Some further thoughts.... Looking at this from the DTO use case, a
further issue then becomes how much data to retrive in populating the
collection. I.e., suppose that someElements references another
entity, or that the collection is a one-to-many with a fetchType eager
to another collection etc. If we were to do the additional fetching,
it might not correspond to the use case that the DTO was to address.
On the other hand, if we were not to do the additional fetching, and
that data were needed, then either additional queries would need to be
run anyway or we'd need to add syntax into the select for pulling in
the additional state.
I'm open to persuasion as to whether this should be a new feature or
not, but at this point I think my own conclusion is that the
fetchGraph/copyGraph option would provide a better path.
best regards,
-Linda
On 1/9/14 7:21 AM, arjan tijms wrote:
> Hi Linda,
>
> On Wed, Jan 8, 2014 at 8:59 PM, Linda DeMichiel
> <linda.demichiel_at_oracle.com <mailto:linda.demichiel_at_oracle.com>> wrote:
>
> In the above example, were you expecting the query result to be a
> singleResult or a resultList?
>
>
> A single result really, where the single result is of whatever type the
> selected attribute had (e.g. Set, List, etc). The idea is to simply make
> a sub-selection from the entity's attributes.

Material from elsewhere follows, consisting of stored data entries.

pub mod analysis;
pub mod capture;
pub mod device;
pub mod error;
pub mod pipeline;
pub mod render;
pub mod sensor;

use std::path::{Path, PathBuf};
use std::time::Duration;

use serde::{Deserialize, Serialize};
use tracing::{info, instrument};

pub use error::{DeviceError, PipelineError, Result};

/// System configuration
#[derive(Debug, Clone, Default, Serialize, Deserialize)]
#[serde(default)]
pub struct Config {
    pub capture: CaptureConfig,
    pub motion: MotionConfig,
    pub render: RenderConfig,
    pub device: DeviceConfig,
    pub validation: ValidationConfig,
    pub output: OutputConfig,
}

#[derive(Debug, Clone, Serialize, Deserialize)]
#[serde(default)]
pub struct CaptureConfig {
    /// Metadata callbacks between two capture decisions
    pub throttle_frames: u32,
    /// Capture zone height/width in portrait
    pub capture_ratio: f32,
    /// Spare capture records kept by the builder
    pub record_pool_size: usize,
    /// Spare pixel buffers kept per size class
    pub buffer_pool_size: usize,
}

#[derive(Debug, Clone, Serialize, Deserialize)]
#[serde(default)]
pub struct MotionConfig {
    /// Above this smoothed movement the device counts as moving
    pub movement_threshold: f32,
    /// Above this smoothed movement orientation is re-evaluated
    pub orientation_change_threshold: f32,
    /// |z| gravity above which the device is lying flat
    pub flat_enter: f32,
    /// |z| gravity below which a flat device is upright again
    pub flat_exit: f32,
    /// Exponential decay of the movement filter
    pub smoothing: f32,
}

#[derive(Debug, Clone, Serialize, Deserialize)]
#[serde(default)]
pub struct RenderConfig {
    pub surface_width: u32,
    pub surface_height: u32,
    /// Compositor tick period
    pub frame_interval_ms: u64,
    pub zoom_max: f32,
    /// Zoom step is `factor / zoom_velocity` per frame
    pub zoom_velocity: f32,
    pub camera_plugins: Vec<String>,
    pub preview_plugins: Vec<String>,
    pub ui_plugins: Vec<String>,
}

#[derive(Debug, Clone, Serialize, Deserialize)]
#[serde(default)]
pub struct DeviceConfig {
    pub lock_timeout_ms: u64,
    pub max_preview_width: u32,
    pub max_preview_height: u32,
    /// Pick the preview size from the surface aspect ratio
    pub auto_quality: bool,
    /// Manual quality, 0 is the lowest
    pub quality_level: usize,
    pub quality_levels: usize,
}

#[derive(Debug, Clone, Serialize, Deserialize)]
#[serde(default)]
pub struct ValidationConfig {
    /// Analyses slower than this count as failed
    pub analysis_timeout_ms: u64,
}

#[derive(Debug, Clone, Serialize, Deserialize)]
#[serde(default)]
pub struct OutputConfig {
    pub save_captures: bool,
    pub directory: PathBuf,
}

impl Default for CaptureConfig {
    fn default() -> Self {
        Self {
            throttle_frames: 10,
            capture_ratio: 0.75, // 4:3
            record_pool_size: 4,
            buffer_pool_size: 2,
        }
    }
}

impl Default for MotionConfig {
    fn default() -> Self {
        Self {
            movement_threshold: 1.0,
            orientation_change_threshold: 2.0,
            flat_enter: 9.0,
            flat_exit: 6.0,
            smoothing: 0.9,
        }
    }
}

impl Default for RenderConfig {
    fn default() -> Self {
        Self {
            surface_width: 1080,
            surface_height: 1920,
            frame_interval_ms: 33, // 30fps
            zoom_max: 10.0,
            zoom_velocity: 50.0,
            camera_plugins: vec!["camera_default".into()],
            preview_plugins: vec!["preview_default".into(), "preview_toon".into()],
            ui_plugins: vec!["ui_default".into()],
        }
    }
}

impl Default for DeviceConfig {
    fn default() -> Self {
        Self {
            lock_timeout_ms: 2500,
            max_preview_width: 1920,
            max_preview_height: 1080,
            auto_quality: true,
            quality_level: 1,
            quality_levels: 3,
        }
    }
}

impl Default for ValidationConfig {
    fn default() -> Self {
        Self {
            analysis_timeout_ms: 2000,
        }
    }
}

impl Default for OutputConfig {
    fn default() -> Self {
        Self {
            save_captures: true,
            directory: PathBuf::from("captures"),
        }
    }
}

impl RenderConfig {
    pub fn frame_interval(&self) -> Duration {
        Duration::from_millis(self.frame_interval_ms.max(1))
    }
}

impl DeviceConfig {
    pub fn lock_timeout(&self) -> Duration {
        Duration::from_millis(self.lock_timeout_ms)
    }
}

impl ValidationConfig {
    pub fn analysis_timeout(&self) -> Duration {
        Duration::from_millis(self.analysis_timeout_ms)
    }
}

impl Config {
    /// Defaults, overlaid by an optional TOML file, overlaid by
    /// `AUTOCAPTURE__<SECTION>__<KEY>` environment variables
    #[instrument]
    pub fn load(path: Option<&Path>) -> Result<Self> {
        let mut builder =
            config::Config::builder().add_source(config::Config::try_from(&Config::default())?);

        if let Some(path) = path {
            info!("Loading configuration from {}", path.display());
            builder = builder.add_source(config::File::from(path).required(true));
        }

        let config: Config = builder
            .add_source(
                config::Environment::with_prefix("AUTOCAPTURE")
                    .prefix_separator("__")
                    .separator("__"),
            )
            .build()?
            .try_deserialize()?;

        config.validate()?;
        Ok(config)
    }

    pub fn validate(&self) -> Result<()> {
        let fail = |msg: &str| Err(PipelineError::Config(msg.to_string()));

        if self.capture.throttle_frames == 0 {
            return fail("capture.throttle_frames must be at least 1");
        }
        if !(self.capture.capture_ratio > 0.0 && self.capture.capture_ratio <= 1.0) {
            return fail("capture.capture_ratio must be in (0, 1]");
        }
        if self.motion.flat_exit >= self.motion.flat_enter {
            return fail("motion.flat_exit must be below motion.flat_enter");
        }
        if !(0.0..1.0).contains(&self.motion.smoothing) {
            return fail("motion.smoothing must be in [0, 1)");
        }
        if self.render.surface_width == 0 || self.render.surface_height == 0 {
            return fail("render surface must not be empty");
        }
        if self.render.zoom_max < 1.0 {
            return fail("render.zoom_max must be at least 1");
        }
        Ok(())
    }
}

#[cfg(test)]
mod tests {
    use super::*;
    use std::io::Write;

    #[test]
    fn test_defaults_are_valid() {
        let config = Config::default();
        assert!(config.validate().is_ok());
        assert_eq!(config.capture.throttle_frames, 10);
        assert_eq!(config.device.lock_timeout(), Duration::from_millis(2500));
    }

    #[test]
    fn test_load_overlays_file() {
        let mut file = tempfile::Builder::new().suffix(".toml").tempfile().unwrap();
        writeln!(
            file,
            "[capture]\nthrottle_frames = 5\n\n[motion]\nmovement_threshold = 0.5"
        )
        .unwrap();

        let config = Config::load(Some(file.path())).unwrap();
        assert_eq!(config.capture.throttle_frames, 5);
        assert_eq!(config.motion.movement_threshold, 0.5);
        // Untouched keys keep their defaults
        assert_eq!(config.capture.capture_ratio, 0.75);
        assert_eq!(config.render.camera_plugins, vec!["camera_default"]);
    }

    #[test]
    fn test_invalid_values_are_rejected() {
        let mut config = Config::default();
        config.capture.throttle_frames = 0;
        assert!(config.validate().is_err());

        let mut config = Config::default();
        config.motion.flat_exit = 10.0;
        assert!(config.validate().is_err());

        let mut config = Config::default();
        config.capture.capture_ratio = 1.5;
        assert!(config.validate().is_err());
    }
}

As a somewhat more
> elaborate example:
>
> @Entity
> public class MyEntity {
>
> @Id
> Long id;
>
> String value;
>
> @ElementCollection(fetch = EAGER)
> List<String> someElements;
>
> @ElementCollection(fetch = EAGER)
> List<String> someMoreElements;
>
> // More attributes below ...
> }
>
> Now I'd like to have a DTO which consists of just the attributes "value"
> and "someElements":
>
> SELECT
> new com.example.MyDTO(
> _myEntity.value,
> _myEntity.someElements
> )
> FROM
> MyEntity _myEntity
>
>
>
> The restriction was made for conformance to "standard" SQL,
> which doesn't support collection-valued results in the select list.
>
>
> I see, but isn't the result from a JPQL query on the OO side of things
> where such limitations aren't conceptually necessary?
>
> If a JPQL query can return a MyEntity which has a MyEntity.value and
> MyEntity.someElements among others, then intuitively you'd say it should
> also be able to return a MyDTO with a MyDTO.value and
> MyDTO.someElements, wouldn't you?
>
> BTW, I had hoped to address the DTO creation issue with the
> copy-graph proposal, but unfortunately we ran out of bandwidth to
> reach consensus on that in JPA 2.1
>
>
> I think that would indeed have been a very nice alternative.
>
> Kind regards,
> Arjan
>
>
>
>
> The effect of selecting a single collection attribute from an entity
> can be mimicked by something like
>
> SELECT o.id <http://o.id>, lineItem FROM Order AS o join
> o.lineItems as lineItem
>
> And then aggregating the result manually in Java code.
>
> If this can be done rather easily (but tediously) with manual
> code, why
> shouldn't the persistence provider be able to do this?